Sweetness: In the wine world there's no single component of flavor subjected to more obsessive dogma and doctrine. The prevailing (and I'd say pathological) aversion to sweetness has diminished many wines. Sweetness figures in menu planning and in forecasting the way a wine might age. It is sometimes helpful. Like acidity, tannin, or any other single facet of flavor, sweetness matters only when there is too much or too little of it. Yet we focus on it in isolation, insisting that it be reduced or removed at all cost, unaware that we are misguided and have taken balance, length, and charm away from our wines. Sweetness should be present when it is called for and absent when it is not, as determined by the flavors of individual wines and not by any theory we have promulgated a priori.
And a lot of us are confused about sweetness. I'm here to help. There's the sweetness of an apple, and there's the sweetness of a Twinkie. They're not the same!
Ripeness: I refer especially to physiological ripeness, sometimes called phenolic ripeness, which is seen when a grape's skins and seeds are ripe. It would seem to be desirable, but the singular pursuit of physiological ripeness as an absolute has wrecked many wines by condemning them to a power they can't support, and it has removed the nuance possible when wines are made from grapes of different degrees of ripeness. When ripeness is sufficient, how do we assume overripeness will be preferable? It only brings more alcohol and an infantile swaddle of fruit.

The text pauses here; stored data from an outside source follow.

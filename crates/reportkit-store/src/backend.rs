use crate::error::Result;
use crate::query::{Condition, Query};
use crate::signals::Signals;
use reportkit_types::{CollectionId, Entity, Schema, Value};
use std::fmt;
use std::sync::Arc;

/// A store of collections that can answer `Query`s.
///
/// Every top-level `execute` counts as exactly one query, however many
/// statements the backend needs internally to load related records.
pub trait Backend: Send + Sync {
    fn name(&self) -> &'static str;

    /// Make a collection known to the backend (creates storage if needed).
    fn register(&self, schema: Arc<Schema>) -> Result<()>;

    fn schema(&self, collection: &CollectionId) -> Option<Arc<Schema>>;

    fn execute(&self, query: &Query) -> Result<Vec<Arc<Entity>>>;

    /// Insert a record; assigns an id when the entity has none.
    fn insert(&self, entity: Entity) -> Result<i64>;

    fn update(&self, entity: &Entity) -> Result<()>;

    fn delete(&self, collection: &CollectionId, id: i64) -> Result<bool>;

    fn query_count(&self) -> usize;

    fn reset_query_count(&self);

    fn signals(&self) -> &Signals;
}

/// A lazily evaluated selection bound to a backend.
#[derive(Clone)]
pub struct QuerySet {
    backend: Arc<dyn Backend>,
    query: Query,
}

impl fmt::Debug for QuerySet {
    fn fmt(&self, f: &mut fmt::Formatter<'_>) -> fmt::Result {
        f.debug_struct("QuerySet")
            .field("backend", &self.backend.name())
            .field("query", &self.query.to_string())
            .finish()
    }
}

impl QuerySet {
    /// Every record of `schema`.
    pub fn all(backend: Arc<dyn Backend>, schema: Arc<Schema>) -> Self {
        Self {
            backend,
            query: Query::new(schema),
        }
    }

    pub fn filter(mut self, condition: Condition) -> Self {
        self.query.filters.push(condition);
        self
    }

    pub fn filter_kw(mut self, key: impl Into<String>, value: impl Into<Value>) -> Self {
        self.query.kwfilters.insert(key.into(), value.into());
        self
    }

    /// Replaces any previous ordering.
    pub fn order_by<S: AsRef<str>>(mut self, fields: &[S]) -> Self {
        self.query.order_by = fields.iter().map(|f| f.as_ref().to_string()).collect();
        self
    }

    pub fn fetch(&self) -> Result<Vec<Arc<Entity>>> {
        self.backend.execute(&self.query)
    }

    pub fn query(&self) -> &Query {
        &self.query
    }

    pub fn schema(&self) -> &Arc<Schema> {
        &self.query.schema
    }

    pub fn backend(&self) -> &Arc<dyn Backend> {
        &self.backend
    }

    pub fn touched_collections(&self) -> Vec<CollectionId> {
        self.query.touched_collections()
    }
}
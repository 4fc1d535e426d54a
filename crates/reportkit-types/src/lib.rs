pub mod error;
pub mod path;
pub mod record;
pub mod schema;
mod util;
pub mod value;

pub use error::{Error, Result};
pub use path::{Resolved, format_template, resolve_path, resolve_value, split_path};
pub use record::{Attr, Computed, Entity, EntitySnapshot, Record, computed};
pub use schema::{CollectionId, FieldDef, FieldKind, Schema};
pub use util::*;
pub use value::Value;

Concentration: Concentration matters only after this question is answered: What are we concentrating? Tannin, viscosity, alcohol? Are these things we want even more of? In itself, concentration is merely an adjective, not a virtue.
Taking a Stand: What Is Not Important
Why begin by discussing the unimportant? you might ask. Because these ephemera take up far too much of wine discourse, deflecting us from more important matters. I remember Gore Vidal's famous answer to the question of why academic quarrels were so fierce: because the stakes were so low.
You might expect the wine world to be a gentle and civilized place, but you'd be wrong. You'd think habitual wine drinkers would be less querulous than other folks. Wrong again. Then you'd get tired of always being wrong, and realize that wine can be a lightning rod for many other debates—or arguments—that are conducted with humanity's usual standards of skill, intellect, civility, and tolerance. In other words, it's Mailer versus Vidal, minus the erudition.